Poitiers, sous-doyenné de la cathédrale Saint-Pierre
Constituant un vestige de l’ancien sous-doyenné de Saint-Pierre (Hernier-Manson 1968, p. 521, note 73), à quelques mètres seulement de la cathédrale, le portail flamboyant qui s’ouvre au début de l’actuelle rue Barbatte se signale pour la richesse de son ornementation, malgré son état de conservation mauvais. Des pinacles à section prismatique, très élancés, encadrent l’arcade qui retombe sur des culots sculptés en forme d’animaux : un lions à gauche et un griffons à droite (Crozet 1933, p. 30). Des gros crochets, formés par des feuilles frisées et charnues, décorent l’accolade qui termine, à son sommet, dans un choux exubérant. Une traverse joint ce dernier aux deux pinacles latéraux (Hervier-Manson 1968, p. 521-522).

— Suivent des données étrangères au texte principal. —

// SPDX-License-Identifier: MIT
// Copyright (c) 2026 StarTuz

//! Text handling for free-form location names.
//!
//! Segmentation ([`tokenize`]) and normalization ([`normalize`]) are separate
//! pure steps: the tokenizer only splits, callers decide which fragments to
//! normalize and how.

pub mod normalize;
pub mod tokenizer;

pub use normalize::{normalize, strip_diacritics, transliterate};
pub use tokenizer::{is_code_token, tokenize, Fragments, MIN_FRAGMENT_LEN};
// SPDX-License-Identifier: MIT
// Copyright (c) 2026 StarTuz

use super::{parse_tz, TimezoneLookup};
use crate::DataError;
use chrono_tz::Tz;
use serde::Deserialize;

/// Bits per axis of the quantization grid.
pub const Z_DEPTH: u32 = 11;

const GRID: f64 = (1u32 << Z_DEPTH) as f64;
const MAX_CELL: u32 = (1 << Z_DEPTH) - 1;

// Indexed bounding box. Latitudes outside [LAT_MIN, LAT_MIN + LAT_RANGE) are
// not covered by the source raster.
const LON_MIN: f64 = -180.0;
const LON_RANGE: f64 = 360.0;
const LAT_MIN: f64 = -65.0;
const LAT_RANGE: f64 = 145.0;

/// Maps a coordinate to its `(x, y)` grid cell, `None` outside the indexed band.
pub fn quantize(latitude: f64, longitude: f64) -> Option<(u32, u32)> {
    if !(LAT_MIN..LAT_MIN + LAT_RANGE).contains(&latitude)
        || !(LON_MIN..=LON_MIN + LON_RANGE).contains(&longitude)
    {
        return None;
    }
    let x = (((longitude - LON_MIN) / LON_RANGE) * GRID).floor() as u32;
    let y = (((latitude - LAT_MIN) / LAT_RANGE) * GRID).floor() as u32;
    Some((x.min(MAX_CELL), y.min(MAX_CELL)))
}

/// Morton code: bit `i` of `x` goes to bit `2i`, bit `i` of `y` to bit `2i + 1`.
pub fn interleave(x: u32, y: u32) -> u32 {
    (0..Z_DEPTH).fold(0, |z, i| {
        z | ((x >> i) & 1) << (2 * i) | ((y >> i) & 1) << (2 * i + 1)
    })
}

pub fn morton_code(latitude: f64, longitude: f64) -> Option<u32> {
    quantize(latitude, longitude).map(|(x, y)| interleave(x, y))
}

/// One breakpoint of the index: every Morton code from `z` up to the next
/// breakpoint maps to `timezone`.
#[derive(Debug, Clone, Copy, PartialEq, Eq)]
pub struct TimezoneCell {
    pub z: u32,
    pub timezone: Option<Tz>,
    pub ambiguous: bool,
}

#[derive(Deserialize)]
struct CellRow {
    z: u32,
    timezone: Option<String>,
    ambiguous: u8,
}

/// Morton-ordered breakpoint table, strictly increasing and starting at zero.
#[derive(Debug, Default)]
pub struct SpatialIndex {
    cells: Vec<TimezoneCell>,
}

impl SpatialIndex {
    const NAME: &'static str = "timezone_index";

    pub(crate) fn from_csv(text: &str) -> Result<Self, DataError> {
        let mut reader = csv::Reader::from_reader(text.as_bytes());
        let mut cells: Vec<TimezoneCell> = Vec::new();
        for (i, row) in reader.deserialize::<CellRow>().enumerate() {
            let row = row?;
            let line = i as u64 + 2;
            let timezone = match row.timezone.as_deref() {
                None | Some("") => None,
                Some(name) => Some(parse_tz(name)?),
            };
            if row.ambiguous > 1 {
                return Err(DataError::invalid(Self::NAME, line, "ambiguous flag must be 0 or 1"));
            }
            if let Some(prev) = cells.last() {
                if prev.z >= row.z {
                    return Err(DataError::Unsorted {
                        table: Self::NAME,
                        key: row.z.to_string(),
                    });
                }
            } else if row.z != 0 {
                return Err(DataError::invalid(Self::NAME, line, "first breakpoint must be 0"));
            }
            cells.push(TimezoneCell {
                z: row.z,
                timezone,
                ambiguous: row.ambiguous == 1,
            });
        }
        Ok(Self { cells })
    }

    pub fn lookup(&self, latitude: f64, longitude: f64) -> TimezoneLookup {
        let Some(z) = morton_code(latitude, longitude) else {
            return TimezoneLookup::default();
        };
        let idx = self.cells.partition_point(|c| c.z <= z);
        match idx.checked_sub(1).map(|i| &self.cells[i]) {
            Some(cell) => TimezoneLookup {
                timezone: cell.timezone,
                ambiguous: cell.ambiguous,
            },
            None => TimezoneLookup::default(),
        }
    }

    pub fn len(&self) -> usize {
        self.cells.len()
    }

    pub fn is_empty(&self) -> bool {
        self.cells.is_empty()
    }
}
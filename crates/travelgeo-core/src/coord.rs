// SPDX-License-Identifier: MIT
// Copyright (c) 2026 StarTuz

use serde::{Deserialize, Serialize};

/// Mean earth radius in meters.
pub const EARTH_RADIUS_M: f64 = 6_371_000.0;

/// Geographic position in degrees. NaN components mark an invalid coordinate.
#[derive(Debug, Clone, Copy, PartialEq, Serialize, Deserialize)]
pub struct Coordinate {
    pub latitude: f64,
    pub longitude: f64,
}

impl Default for Coordinate {
    fn default() -> Self {
        Self::INVALID
    }
}

impl Coordinate {
    pub const INVALID: Self = Self {
        latitude: f64::NAN,
        longitude: f64::NAN,
    };

    pub fn new(latitude: f64, longitude: f64) -> Self {
        Self {
            latitude,
            longitude,
        }
    }

    pub fn is_valid(&self) -> bool {
        (-90.0..=90.0).contains(&self.latitude) && (-180.0..=180.0).contains(&self.longitude)
    }

    /// Great-circle distance in meters (haversine). NaN if either side is invalid.
    pub fn distance_m(&self, other: &Coordinate) -> f64 {
        if !self.is_valid() || !other.is_valid() {
            return f64::NAN;
        }
        let d_lat = (other.latitude - self.latitude).to_radians();
        let d_lon = (other.longitude - self.longitude).to_radians();
        let a = (d_lat / 2.0).sin().powi(2)
            + self.latitude.to_radians().cos()
                * other.latitude.to_radians().cos()
                * (d_lon / 2.0).sin().powi(2);
        let c = 2.0 * a.sqrt().atan2((1.0 - a).sqrt());
        EARTH_RADIUS_M * c
    }
}
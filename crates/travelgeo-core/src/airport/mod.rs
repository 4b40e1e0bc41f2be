// SPDX-License-Identifier: MIT
// Copyright (c) 2026 StarTuz

//! Airport registry and free-text airport name resolution.

mod name_index;
mod resolver;

pub use name_index::NameIndex;
pub use resolver::Resolver;

use crate::codes::{CountryId, IataCode};
use crate::coord::Coordinate;
use crate::DataError;
use serde::Deserialize;

#[derive(Debug, Clone, PartialEq)]
pub struct AirportRecord {
    pub iata: IataCode,
    pub icao: String,
    pub country: CountryId,
    pub coordinate: Coordinate,
    /// Primary name, for display.
    pub name: String,
}

#[derive(Deserialize)]
struct AirportRow {
    iata: String,
    icao: String,
    country: String,
    latitude: Option<f64>,
    longitude: Option<f64>,
    name: String,
}

/// Airports sorted by IATA code. Positions in this table are the airport
/// indices used by [`NameIndex`].
#[derive(Debug, Default)]
pub struct AirportTable {
    airports: Vec<AirportRecord>,
}

impl AirportTable {
    const NAME: &'static str = "airports";

    pub(crate) fn from_csv(text: &str) -> Result<Self, DataError> {
        let mut reader = csv::Reader::from_reader(text.as_bytes());
        let mut airports: Vec<AirportRecord> = Vec::new();
        for (i, row) in reader.deserialize::<AirportRow>().enumerate() {
            let row = row?;
            let line = i as u64 + 2;
            let iata = IataCode::parse(&row.iata).ok_or_else(|| {
                DataError::invalid(Self::NAME, line, format!("bad IATA code {:?}", row.iata))
            })?;
            let country = CountryId::parse(&row.country).ok_or_else(|| {
                DataError::invalid(Self::NAME, line, format!("bad country {:?}", row.country))
            })?;
            let coordinate = match (row.latitude, row.longitude) {
                (Some(lat), Some(lon)) => Coordinate::new(lat, lon),
                _ => Coordinate::INVALID,
            };
            if airports.last().is_some_and(|prev| prev.iata >= iata) {
                return Err(DataError::Unsorted {
                    table: Self::NAME,
                    key: row.iata,
                });
            }
            airports.push(AirportRecord {
                iata,
                icao: row.icao,
                country,
                coordinate,
                name: row.name,
            });
        }
        if airports.len() > usize::from(u16::MAX) {
            return Err(DataError::invalid(Self::NAME, 0, "too many airports for 16 bit indices"));
        }
        Ok(Self { airports })
    }

    pub fn index_of(&self, code: IataCode) -> Option<u16> {
        self.airports
            .binary_search_by_key(&code, |a| a.iata)
            .ok()
            .map(|i| i as u16)
    }

    pub fn get(&self, code: IataCode) -> Option<&AirportRecord> {
        self.index_of(code).map(|i| &self.airports[usize::from(i)])
    }

    pub(crate) fn by_index(&self, index: u16) -> &AirportRecord {
        &self.airports[usize::from(index)]
    }

    pub fn len(&self) -> usize {
        self.airports.len()
    }

    pub fn is_empty(&self) -> bool {
        self.airports.is_empty()
    }

    pub fn iter(&self) -> impl Iterator<Item = &AirportRecord> {
        self.airports.iter()
    }
}

#[cfg(test)]
mod tests {
    use super::*;

    const AIRPORTS: &str = "iata,icao,country,latitude,longitude,name\n\
        BER,EDDB,DE,52.3667,13.5033,Berlin Brandenburg Airport\n\
        SXF,EDDB,DE,,,Berlin Schönefeld Airport\n\
        TXL,EDDT,DE,52.5597,13.2877,Berlin Tegel Airport\n";

    #[test]
    fn test_lookup() {
        let table = AirportTable::from_csv(AIRPORTS).unwrap();
        assert_eq!(table.len(), 3);
        let txl = table.get(IataCode::new("TXL")).unwrap();
        assert_eq!(txl.icao, "EDDT");
        assert_eq!(txl.country, CountryId::new("DE"));
        assert!(txl.coordinate.is_valid());
        assert!(!table.get(IataCode::new("SXF")).unwrap().coordinate.is_valid());
        assert_eq!(table.index_of(IataCode::new("SXF")), Some(1));
        assert!(table.get(IataCode::new("MUC")).is_none());
        assert!(table.get(IataCode::default()).is_none());
    }

    #[test]
    fn test_rejects_unsorted_and_malformed() {
        let unsorted = "iata,icao,country,latitude,longitude,name\n\
            TXL,EDDT,DE,52.5,13.2,Tegel\n\
            BER,EDDB,DE,52.3,13.5,Brandenburg\n";
        assert!(matches!(
            AirportTable::from_csv(unsorted),
            Err(DataError::Unsorted { .. })
        ));
        let bad_code = "iata,icao,country,latitude,longitude,name\nTx1,EDDT,DE,52.5,13.2,Tegel\n";
        assert!(matches!(
            AirportTable::from_csv(bad_code),
            Err(DataError::InvalidRecord { line: 2, .. })
        ));
    }
}
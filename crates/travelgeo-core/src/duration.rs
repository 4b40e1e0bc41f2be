// SPDX-License-Identifier: MIT
// Copyright (c) 2026 StarTuz

//! ISO 8601 durations as found in flight schedules, e.g. `PT1H25M`.

use chrono::Duration;
use nom::character::complete::{char, digit1};
use nom::combinator::{all_consuming, map_res, opt};
use nom::sequence::{preceded, terminated, tuple};
use nom::IResult;
use thiserror::Error;

#[derive(Error, Debug, PartialEq, Eq)]
pub enum DurationError {
    #[error("Invalid ISO 8601 duration: {0:?}")]
    Invalid(String),
    #[error("Duration out of range: {0:?}")]
    OutOfRange(String),
}

type TimePart = (Option<i64>, Option<i64>, Option<i64>);

fn number(input: &str) -> IResult<&str, i64> {
    map_res(digit1, str::parse::<i64>)(input)
}

fn days(input: &str) -> IResult<&str, Option<i64>> {
    opt(terminated(number, char('D')))(input)
}

fn hours(input: &str) -> IResult<&str, Option<i64>> {
    opt(terminated(number, char('H')))(input)
}

fn minutes(input: &str) -> IResult<&str, Option<i64>> {
    opt(terminated(number, char('M')))(input)
}

fn seconds(input: &str) -> IResult<&str, Option<i64>> {
    opt(terminated(number, char('S')))(input)
}

fn time_part(input: &str) -> IResult<&str, Option<TimePart>> {
    opt(preceded(char('T'), tuple((hours, minutes, seconds))))(input)
}

fn duration(input: &str) -> IResult<&str, (Option<i64>, Option<TimePart>)> {
    preceded(char('P'), tuple((days, time_part)))(input)
}

/// Parses `P[nD][T[nH][nM][nS]]`. At least one component must be present
/// and a `T` must be followed by one.
pub fn parse_iso8601_duration(text: &str) -> Result<Duration, DurationError> {
    let invalid = || DurationError::Invalid(text.to_string());
    let (_, (d, time)) = all_consuming(duration)(text.trim()).map_err(|_| invalid())?;
    let (h, m, s) = match time {
        Some((None, None, None)) => return Err(invalid()),
        Some(parts) => parts,
        None if d.is_none() => return Err(invalid()),
        None => (None, None, None),
    };

    let total = [(d, 86_400i64), (h, 3_600), (m, 60), (s, 1)]
        .into_iter()
        .try_fold(0i64, |acc, (value, unit)| {
            value.unwrap_or(0).checked_mul(unit)?.checked_add(acc)
        })
        .ok_or_else(|| DurationError::OutOfRange(text.to_string()))?;
    Duration::try_seconds(total).ok_or_else(|| DurationError::OutOfRange(text.to_string()))
}

#[cfg(test)]
mod tests {
    use super::*;

    #[test]
    fn test_parse_components() {
        assert_eq!(parse_iso8601_duration("PT1H25M"), Ok(Duration::minutes(85)));
        assert_eq!(parse_iso8601_duration("PT45S"), Ok(Duration::seconds(45)));
        assert_eq!(parse_iso8601_duration("P1D"), Ok(Duration::hours(24)));
        assert_eq!(
            parse_iso8601_duration("P1DT2H3M4S"),
            Ok(Duration::seconds(86_400 + 7_200 + 180 + 4))
        );
        assert_eq!(parse_iso8601_duration(" PT90M "), Ok(Duration::minutes(90)));
    }

    #[test]
    fn test_rejects_malformed() {
        for bad in ["", "P", "PT", "1H", "PT1H25", "PT1M1H", "PT1HX", "pt1h", "PT-1H"] {
            assert!(
                matches!(parse_iso8601_duration(bad), Err(DurationError::Invalid(_))),
                "{bad:?} should be rejected"
            );
        }
    }

    #[test]
    fn test_overflow() {
        assert!(matches!(
            parse_iso8601_duration("P99999999999999999D"),
            Err(DurationError::OutOfRange(_))
        ));
    }
}
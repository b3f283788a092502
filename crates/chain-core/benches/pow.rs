use chain_core::{HashAlgorithm, ProofOfWork};
use criterion::{criterion_group, criterion_main, Criterion};
use std::hint::black_box;

fn bench_pow(c: &mut Criterion) {
    c.bench_function("mine_sha256_difficulty_3", |b| {
        let pow = ProofOfWork::new(HashAlgorithm::Sha256, 3);
        b.iter(|| pow.mine(black_box(100)));
    });

    c.bench_function("mine_keccak256_difficulty_3", |b| {
        let pow = ProofOfWork::new(HashAlgorithm::Keccak256, 3);
        b.iter(|| pow.mine(black_box(100)));
    });
}

criterion_group!(benches, bench_pow);
criterion_main!(benches);
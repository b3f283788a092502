use serde::{Deserialize, Serialize};
use std::time::{SystemTime, UNIX_EPOCH};
use thiserror::Error;

pub mod chain;
pub mod consensus;
pub mod constants;
pub mod hash;
pub mod pow;
pub mod validate;

pub use chain::{Ledger, TransactionPool};
pub use consensus::{ConsensusResolver, NodeRegistry};
pub use hash::HashAlgorithm;
pub use pow::ProofOfWork;
pub use validate::ChainValidator;

#[derive(Clone, Debug, PartialEq, Eq, Serialize, Deserialize)]
pub struct Transaction {
    pub sender: String,
    pub receiver: String,
    pub amount: u64,
}

/// A block as it travels over the wire. `nonce` and `miner_address` are
/// carried for format compatibility and stay empty.
#[derive(Clone, Debug, PartialEq, Eq, Serialize, Deserialize)]
pub struct Block {
    pub index: u64,
    pub timestamp: u64,
    pub transactions: Vec<Transaction>,
    pub proof: u64,
    pub previous_hash: String,
    #[serde(default)]
    pub nonce: String,
    #[serde(default)]
    pub miner_address: String,
}

#[derive(Debug, Error)]
pub enum ChainError {
    #[error("invalid transaction: {0}")]
    InvalidTransaction(String),

    #[error("invalid chain at block {index}: {reason}")]
    InvalidChain { index: u64, reason: String },

    #[error("chain has no blocks")]
    EmptyChain,

    #[error("invalid node address: {0:?}")]
    InvalidNodeAddress(String),

    #[error("unknown hash algorithm: {0:?}")]
    UnknownAlgorithm(String),

    #[error("canonical serialization failed: {0}")]
    Serialization(#[from] serde_json::Error),
}

pub(crate) fn unix_now() -> u64 {
    SystemTime::now()
        .duration_since(UNIX_EPOCH)
        .expect("time went backwards")
        .as_secs()
}

#[cfg(test)]
mod tests {
    use super::*;

    #[test]
    fn transaction_serialization_example() {
        let tx = Transaction {
            sender: "alice".to_string(),
            receiver: "bob".to_string(),
            amount: 10,
        };
        let json = serde_json::to_string(&tx).unwrap();
        assert_eq!(json, r#"{"sender":"alice","receiver":"bob","amount":10}"#);
        let back: Transaction = serde_json::from_str(&json).unwrap();
        assert_eq!(tx, back);
    }

    #[test]
    fn block_round_trips_through_json() {
        let block = Block {
            index: 2,
            timestamp: 1_600_000_000,
            transactions: vec![Transaction {
                sender: "alice".to_string(),
                receiver: "bob".to_string(),
                amount: 5,
            }],
            proof: 35293,
            previous_hash: "00ab".to_string(),
            nonce: String::new(),
            miner_address: String::new(),
        };
        let json = serde_json::to_string(&block).unwrap();
        let back: Block = serde_json::from_str(&json).unwrap();
        assert_eq!(block, back);
    }

    #[test]
    fn block_deserializes_without_optional_fields() {
        let json = r#"{
            "index": 1,
            "timestamp": 1600000000,
            "transactions": [],
            "proof": 100,
            "previous_hash": "1"
        }"#;
        let block: Block = serde_json::from_str(json).unwrap();
        assert_eq!(block.nonce, "");
        assert_eq!(block.miner_address, "");
    }
}
use crate::validate::ChainValidator;
use crate::{Block, ChainError};
use std::collections::BTreeSet;
use tracing::{debug, info};

/// Known peer addresses, stored as normalized `host[:port]` authorities.
/// Holds no sockets; callers do the fetching.
#[derive(Debug, Default)]
pub struct NodeRegistry {
    nodes: BTreeSet<String>,
}

impl NodeRegistry {
    /// Insert a peer address. Scheme and path are stripped; registering the
    /// same authority twice is a no-op.
    pub fn register(&mut self, address: &str) -> Result<(), ChainError> {
        let authority = normalize_authority(address)?;
        if self.nodes.insert(authority.clone()) {
            info!(%authority, "peer registered");
        }
        Ok(())
    }

    pub fn iter(&self) -> impl Iterator<Item = &String> {
        self.nodes.iter()
    }

    pub fn len(&self) -> usize {
        self.nodes.len()
    }

    pub fn is_empty(&self) -> bool {
        self.nodes.is_empty()
    }
}

fn normalize_authority(address: &str) -> Result<String, ChainError> {
    let trimmed = address.trim();
    let rest = trimmed
        .strip_prefix("http://")
        .or_else(|| trimmed.strip_prefix("https://"))
        .unwrap_or(trimmed);
    let authority = rest.split(['/', '?', '#']).next().unwrap_or_default();
    if authority.is_empty() {
        return Err(ChainError::InvalidNodeAddress(address.to_string()));
    }
    Ok(authority.to_string())
}

/// Longest-chain conflict resolution over candidate chains fetched from
/// peers.
#[derive(Clone, Copy, Debug)]
pub struct ConsensusResolver {
    validator: ChainValidator,
}

impl ConsensusResolver {
    pub fn new(validator: ChainValidator) -> Self {
        Self { validator }
    }

    /// Among the candidates the validator accepts, pick the one strictly
    /// longer than the local chain. `None` keeps the local chain; ties keep
    /// the local chain.
    pub fn resolve(&self, local: &[Block], candidates: Vec<Vec<Block>>) -> Option<Vec<Block>> {
        let mut winner: Option<Vec<Block>> = None;
        let mut best_len = local.len();
        for candidate in candidates {
            if candidate.len() <= best_len {
                debug!(
                    length = candidate.len(),
                    local = local.len(),
                    "candidate chain not longer, skipped"
                );
                continue;
            }
            match self.validator.validate(&candidate) {
                Ok(()) => {
                    best_len = candidate.len();
                    winner = Some(candidate);
                }
                Err(err) => debug!(%err, "candidate chain rejected"),
            }
        }
        if let Some(chain) = &winner {
            info!(length = chain.len(), "longer valid chain found");
        }
        winner
    }
}

#[cfg(test)]
mod tests {
    use super::*;
    use crate::chain::Ledger;
    use crate::hash::HashAlgorithm;
    use crate::pow::ProofOfWork;

    fn resolver() -> ConsensusResolver {
        ConsensusResolver::new(ChainValidator::new(ProofOfWork::new(
            HashAlgorithm::Sha256,
            2,
        )))
    }

    fn mined_chain(extra_blocks: usize) -> Vec<Block> {
        let pow = ProofOfWork::new(HashAlgorithm::Sha256, 2);
        let mut ledger = Ledger::new(HashAlgorithm::Sha256);
        for _ in 0..extra_blocks {
            let last_proof = ledger.last_block().unwrap().proof;
            let proof = pow.mine(last_proof);
            ledger.new_block(proof, None).unwrap();
        }
        ledger.blocks().to_vec()
    }

    #[test]
    fn register_normalizes_addresses() {
        let mut registry = NodeRegistry::default();
        registry.register("http://192.168.0.5:5000").unwrap();
        registry.register("https://node.example.com/chain").unwrap();
        registry.register("10.0.0.1:8080").unwrap();
        let nodes: Vec<String> = registry.iter().cloned().collect();
        assert_eq!(nodes, ["10.0.0.1:8080", "192.168.0.5:5000", "node.example.com"]);
    }

    #[test]
    fn register_is_idempotent() {
        let mut registry = NodeRegistry::default();
        registry.register("http://192.168.0.5:5000").unwrap();
        registry.register("192.168.0.5:5000/nodes").unwrap();
        assert_eq!(registry.len(), 1);
    }

    #[test]
    fn register_rejects_unusable_addresses() {
        let mut registry = NodeRegistry::default();
        assert!(matches!(
            registry.register("http://"),
            Err(ChainError::InvalidNodeAddress(_))
        ));
        assert!(registry.register("   ").is_err());
        assert!(registry.is_empty());
    }

    #[test]
    fn adopts_a_strictly_longer_valid_chain() {
        let local = mined_chain(1);
        let longer = mined_chain(3);
        let adopted = resolver().resolve(&local, vec![longer.clone()]);
        assert_eq!(adopted, Some(longer));
    }

    #[test]
    fn keeps_local_on_ties_and_shorter_candidates() {
        let local = mined_chain(2);
        let tie = mined_chain(2);
        let shorter = mined_chain(1);
        assert_eq!(resolver().resolve(&local, vec![tie, shorter]), None);
    }

    #[test]
    fn never_adopts_an_invalid_chain() {
        let local = mined_chain(1);
        let mut forged = mined_chain(4);
        forged[2].previous_hash = "deadbeef".to_string();
        assert_eq!(resolver().resolve(&local, vec![forged]), None);
    }

    #[test]
    fn picks_the_longest_among_several_valid_chains() {
        let local = mined_chain(0);
        let short = mined_chain(1);
        let long = mined_chain(3);
        let mid = mined_chain(2);
        let adopted = resolver().resolve(&local, vec![short, long.clone(), mid]);
        assert_eq!(adopted, Some(long));
    }
}
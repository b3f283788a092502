use chain_core::constants::DEFAULT_DIFFICULTY;
use chain_core::HashAlgorithm;
use chain_node::{app, random_node_id, AppState};
use clap::Parser;
use std::net::SocketAddr;
use std::sync::Arc;
use tracing::{info, Level};

#[derive(Parser, Debug)]
struct Args {
    /// Address to listen on, e.g. 127.0.0.1:8080
    #[arg(long, default_value = "127.0.0.1:8080")]
    listen: String,

    /// Digest algorithm for block hashing and proofs (sha256 or keccak256)
    #[arg(long, default_value = "sha256")]
    algorithm: HashAlgorithm,

    /// Leading zero hex characters required of a valid proof
    #[arg(long, default_value_t = DEFAULT_DIFFICULTY)]
    difficulty: usize,

    /// Identity credited with mining rewards; random when omitted
    #[arg(long)]
    node_id: Option<String>,
}

#[tokio::main]
async fn main() -> anyhow::Result<()> {
    tracing_subscriber::fmt()
        .with_max_level(Level::DEBUG)
        .with_env_filter(tracing_subscriber::EnvFilter::from_default_env())
        .init();

    let args = Args::parse();
    let node_id = args.node_id.unwrap_or_else(random_node_id);
    let state = Arc::new(AppState::new(args.algorithm, args.difficulty, node_id));

    let addr: SocketAddr = args.listen.parse()?;
    info!(
        node_id = state.node_id(),
        algorithm = %args.algorithm,
        difficulty = args.difficulty,
        "chain-node listening on http://{addr}"
    );
    axum::serve(tokio::net::TcpListener::bind(addr).await?, app(state)).await?;
    Ok(())
}
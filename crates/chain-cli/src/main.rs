use anyhow::Result;
use clap::{Parser, Subcommand};
use serde::Serialize;
use tracing_subscriber::{fmt, EnvFilter};

#[derive(Parser, Debug)]
#[command(name = "chain-cli")]
#[command(about = "CLI client for a running chain node")]
struct Cli {
    /// Node base URL (e.g. http://127.0.0.1:8080)
    #[arg(long, global = true, default_value = "http://127.0.0.1:8080")]
    node: String,

    #[command(subcommand)]
    cmd: Command,
}

#[derive(Subcommand, Debug)]
enum Command {
    /// Submit a transaction for the next mined block
    Submit {
        /// Sender
        #[arg(long)]
        sender: String,
        /// Recipient
        #[arg(long)]
        receiver: String,
        /// Amount
        #[arg(long)]
        amount: u64,
    },
    /// Mine the next block
    Mine,
    /// Print the full chain
    Chain,
    /// Register peer nodes for conflict resolution
    RegisterNodes {
        /// Peer addresses, e.g. http://127.0.0.1:8081
        #[arg(required = true)]
        peers: Vec<String>,
    },
    /// Run the longest-chain conflict resolution against registered peers
    Resolve,
}

#[derive(Serialize)]
struct Tx {
    sender: String,
    receiver: String,
    amount: u64,
}

async fn print_response(response: reqwest::Response) -> Result<()> {
    let status = response.status();
    let body = response.text().await?;
    println!("status: {}", status);
    println!("{body}");
    Ok(())
}

#[tokio::main]
async fn main() -> Result<()> {
    fmt()
        .with_env_filter(EnvFilter::from_default_env())
        .pretty()
        .init();

    let cli = Cli::parse();
    let node = cli.node;
    let client = reqwest::Client::new();
    match cli.cmd {
        Command::Submit {
            sender,
            receiver,
            amount,
        } => {
            let tx = Tx {
                sender,
                receiver,
                amount,
            };
            let res = client
                .post(format!("{node}/transactions/new"))
                .json(&tx)
                .send()
                .await?;
            print_response(res).await?;
        }
        Command::Mine => {
            let res = client.get(format!("{node}/mine")).send().await?;
            print_response(res).await?;
        }
        Command::Chain => {
            let res = client.get(format!("{node}/chain")).send().await?;
            print_response(res).await?;
        }
        Command::RegisterNodes { peers } => {
            let res = client
                .post(format!("{node}/nodes/register"))
                .json(&serde_json::json!({ "nodes": peers }))
                .send()
                .await?;
            print_response(res).await?;
        }
        Command::Resolve => {
            let res = client.get(format!("{node}/nodes/resolve")).send().await?;
            print_response(res).await?;
        }
    }
    Ok(())
}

Au milieu de l’accolade se trouvait un relief héraldique (armoirie 1), violemment martelé à tel point qu’il n’est presque plus lisible. Deux personnages soutenaient un écu dont il n’en reste qu’un morceau de la partie supérieure : il pourrait s’agir de deux hommes sauvages, dont celui de droite semble attaché a l’accolade par le biais d’une chaîne qui passe autour de son ventre. La trace d’un élément en relief qui dépasse la partie supérieure de l’écu laisse croire que le bouclier était posé sur un élément vertical, tel une crosse. Le bouclier aurait donc pu porter les armes de l’évêque qui avait fait construire le bâtiment. La cathédrale de Poitiers et ses annexes sont d’ailleurs émaillés de nombreux éléments héraldiques qui documentent l’activité de commanditaires des évêques poitevins entre le XVe et le XVIe siècles (Hablot 2013). Le choux fleuri est en outre surmonté par un relief héraldique, apposé à une époque bien plus récente, coupant la bordure supérieure du mur dans lequel le portail fut ouvert. Désormais illisible, il date probablement de la fin du XVIIIe ou du début du XIXe siècle.